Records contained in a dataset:
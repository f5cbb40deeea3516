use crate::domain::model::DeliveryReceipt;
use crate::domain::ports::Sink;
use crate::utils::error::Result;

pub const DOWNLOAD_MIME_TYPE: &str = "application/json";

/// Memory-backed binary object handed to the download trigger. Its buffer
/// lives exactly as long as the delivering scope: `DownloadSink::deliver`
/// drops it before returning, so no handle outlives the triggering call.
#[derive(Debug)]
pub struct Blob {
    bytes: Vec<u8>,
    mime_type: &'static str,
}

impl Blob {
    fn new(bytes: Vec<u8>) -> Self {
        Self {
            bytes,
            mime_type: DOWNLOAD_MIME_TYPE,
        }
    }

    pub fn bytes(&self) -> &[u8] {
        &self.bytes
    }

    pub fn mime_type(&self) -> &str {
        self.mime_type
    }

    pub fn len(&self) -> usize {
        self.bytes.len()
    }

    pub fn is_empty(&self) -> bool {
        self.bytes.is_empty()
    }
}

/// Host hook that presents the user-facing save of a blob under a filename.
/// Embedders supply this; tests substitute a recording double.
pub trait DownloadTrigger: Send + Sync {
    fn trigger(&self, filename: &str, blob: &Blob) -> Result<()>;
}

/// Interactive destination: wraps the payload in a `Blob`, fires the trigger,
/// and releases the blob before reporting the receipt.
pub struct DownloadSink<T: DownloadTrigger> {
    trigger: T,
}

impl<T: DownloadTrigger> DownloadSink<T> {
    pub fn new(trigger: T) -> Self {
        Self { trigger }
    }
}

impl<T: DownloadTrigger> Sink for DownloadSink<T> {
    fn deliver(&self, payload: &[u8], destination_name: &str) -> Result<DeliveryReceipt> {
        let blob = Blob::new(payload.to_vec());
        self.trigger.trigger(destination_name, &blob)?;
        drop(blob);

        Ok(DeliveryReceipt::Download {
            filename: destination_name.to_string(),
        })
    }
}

• _Task directions_
Each record above has to be set down again, exactly and completely.

• _Written answer_
repository f5cbb40deeea3516
use crate::domain::model::DeliveryReceipt;
use crate::domain::ports::Sink;
use crate::utils::error::Result;

pub const DOWNLOAD_MIME_TYPE: &str = "application/json";

/// Memory-backed binary object handed to the download trigger. Its buffer
/// lives exactly as long as the delivering scope: `DownloadSink::deliver`
/// drops it before returning, so no handle outlives the triggering call.
#[derive(Debug)]
pub struct Blob {
    bytes: Vec<u8>,
    mime_type: &'static str,
}

impl Blob {
    fn new(bytes: Vec<u8>) -> Self {
        Self {
            bytes,
            mime_type: DOWNLOAD_MIME_TYPE,
        }
    }

    pub fn bytes(&self) -> &[u8] {
        &self.bytes
    }

    pub fn mime_type(&self) -> &str {
        self.mime_type
    }

    pub fn len(&self) -> usize {
        self.bytes.len()
    }

    pub fn is_empty(&self) -> bool {
        self.bytes.is_empty()
    }
}

/// Host hook that presents the user-facing save of a blob under a filename.
/// Embedders supply this; tests substitute a recording double.
pub trait DownloadTrigger: Send + Sync {
    fn trigger(&self, filename: &str, blob: &Blob) -> Result<()>;
}

/// Interactive destination: wraps the payload in a `Blob`, fires the trigger,
/// and releases the blob before reporting the receipt.
pub struct DownloadSink<T: DownloadTrigger> {
    trigger: T,
}

impl<T: DownloadTrigger> DownloadSink<T> {
    pub fn new(trigger: T) -> Self {
        Self { trigger }
    }
}

impl<T: DownloadTrigger> Sink for DownloadSink<T> {
    fn deliver(&self, payload: &[u8], destination_name: &str) -> Result<DeliveryReceipt> {
        let blob = Blob::new(payload.to_vec());
        self.trigger.trigger(destination_name, &blob)?;
        drop(blob);

        Ok(DeliveryReceipt::Download {
            filename: destination_name.to_string(),
        })
    }
}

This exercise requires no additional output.